For the first time in its history, West Midlands Ambulance Service’s board yesterday agreed to go into an “unprecedented” level 25 risk category, with senior medics expressing fears its paramedics are reaching patients too late.

As winter approaches, nursing director Mark Docherty’s stark warning – where he admitted some patients were “dying before we get to them” – is likely to ring agonisingly in the ears of board members up and down the country.

Not least because of NHS England and Improvement’s controversial intervention on Tuesday – where trusts and integrated care systems were instructed to take urgent action to “immediately stop all delays to ambulance handovers”.

As reported by HSJ, the national bodies warned of “difficult choices” and said leaders should discuss the issue of ambulance handovers at every board meeting they hold.

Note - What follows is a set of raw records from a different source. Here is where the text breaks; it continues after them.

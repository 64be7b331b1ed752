//! Terminal screens
//!
//! Reads one line per action from `input` and writes the screens to
//! `output`. End of input ends the session.

use anyhow::Result;
use pb_chat::{Screen, SessionController};
use pb_llm::Role;
use pb_rag::ConversationHistory;
use tokio::io::{AsyncBufRead, AsyncBufReadExt, AsyncWrite, AsyncWriteExt};
use tracing::{debug, error};

pub const SETUP_TITLE: &str = "Ping Buddy - Chat with Ping Results";
pub const SETUP_PROMPT: &str = "Enter an IP address to ping:";
pub const SETUP_ACTION: &str = "Ping and Chat";
pub const CHAT_TITLE_PREFIX: &str = "Chatting with Ping Results for: ";
pub const CHAT_PROMPT: &str = "Ask a question about the ping results:";
pub const CHAT_ACTION: &str = "Send";
pub const THINKING: &str = "Thinking...";

fn title_block(title: &str) -> String {
    format!("{}\n{}\n", title, "=".repeat(title.chars().count()))
}

pub fn render_setup() -> String {
    title_block(SETUP_TITLE)
}

pub fn render_chat_header(target: &str) -> String {
    title_block(&format!("{}{}", CHAT_TITLE_PREFIX, target))
}

pub fn render_prompt(screen: Screen) -> String {
    match screen {
        Screen::Setup => format!("{} [Enter = {}]\n> ", SETUP_PROMPT, SETUP_ACTION),
        Screen::Chat => format!("{} [Enter = {}]\n> ", CHAT_PROMPT, CHAT_ACTION),
    }
}

pub fn render_history(history: &ConversationHistory) -> String {
    let mut out = String::new();
    for turn in history.turns() {
        let speaker = match turn.role {
            Role::User => "You",
            Role::Assistant => "AI",
            Role::System => continue,
        };
        out.push_str(&format!("{}: {}\n", speaker, turn.content));
    }
    out
}

async fn write<W: AsyncWrite + Unpin>(output: &mut W, text: &str) -> Result<()> {
    output.write_all(text.as_bytes()).await?;
    output.flush().await?;
    Ok(())
}

/// Drive the controller until `input` is exhausted.
pub async fn run<R, W>(controller: &mut SessionController, input: R, output: &mut W) -> Result<()>
where
    R: AsyncBufRead + Unpin,
    W: AsyncWrite + Unpin,
{
    let mut lines = input.lines();

    write(output, &render_setup()).await?;
    loop {
        write(output, &render_prompt(controller.screen())).await?;
        let Some(line) = lines.next_line().await? else {
            break;
        };
        let line = line.trim();
        if line.is_empty() {
            continue;
        }

        match controller.screen() {
            Screen::Setup => match controller.submit_address(line).await {
                Ok(ctx) => {
                    let header = render_chat_header(ctx.target.as_str());
                    write(output, &format!("\n{}", header)).await?;
                }
                Err(e) => {
                    error!(category = %e.category(), error = %e, "Probe failed");
                    write(output, &format!("{}\n", e.user_message())).await?;
                }
            },
            Screen::Chat => {
                write(output, &format!("{}\n", THINKING)).await?;
                match controller.submit_question(line).await {
                    Ok(answer) => {
                        debug!(sources = answer.sources.len(), "Answered");
                        let history = controller
                            .context()
                            .map(|ctx| render_history(ctx.retrieval.history()))
                            .unwrap_or_default();
                        write(output, &format!("{}\n\n{}\n", answer.text, history)).await?;
                    }
                    Err(e) => {
                        error!(category = %e.category(), error = %e, "Question failed");
                        write(output, &format!("{}\n", e.user_message())).await?;
                    }
                }
            }
        }
    }

    write(output, "\n").await?;
    Ok(())
}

In a letter sent to all local chief executives and chairs, trusts were told “corridor care” is “unacceptable as a solution”, adding that ambulances should not be used as “additional ED cubicles”.

If that article’s comments section is anything to go by, the move has jarred with medics who have been warning of mounting pressure for months.

‘Out of touch’ and out of the picture

The Care Quality Commission has spelt out the problems which have prompted it to rate leadership at a newly merged acute trust “inadequate”.

The CQC, which has now published its full report after a July inspection, said Liverpool University Hospitals Foundation Trust was “much worse” than comparators for whistleblowing alerts, with 15 reported over an eight-month period.

Senior leaders were seen as “out of touch” with what was happening on the front line and as being unable to understand the risks or issues described by staff. 

There were also found to be serious failings around patients’ safety in the emergency services, which was rated “requires improvement” overall.

As previously reported, the trust received a warning notice for these issues in the summer, after which chief executive Steve Warburton announced his sudden departure. Medical director Tristan Cope and chief nurse Dianne Brown have also since stepped down from their roles. Sir David Dalton, the former group chief executive of the Northern Care Alliance, has recently taken over the trust on an interim basis. Read our full story about the CQC report here.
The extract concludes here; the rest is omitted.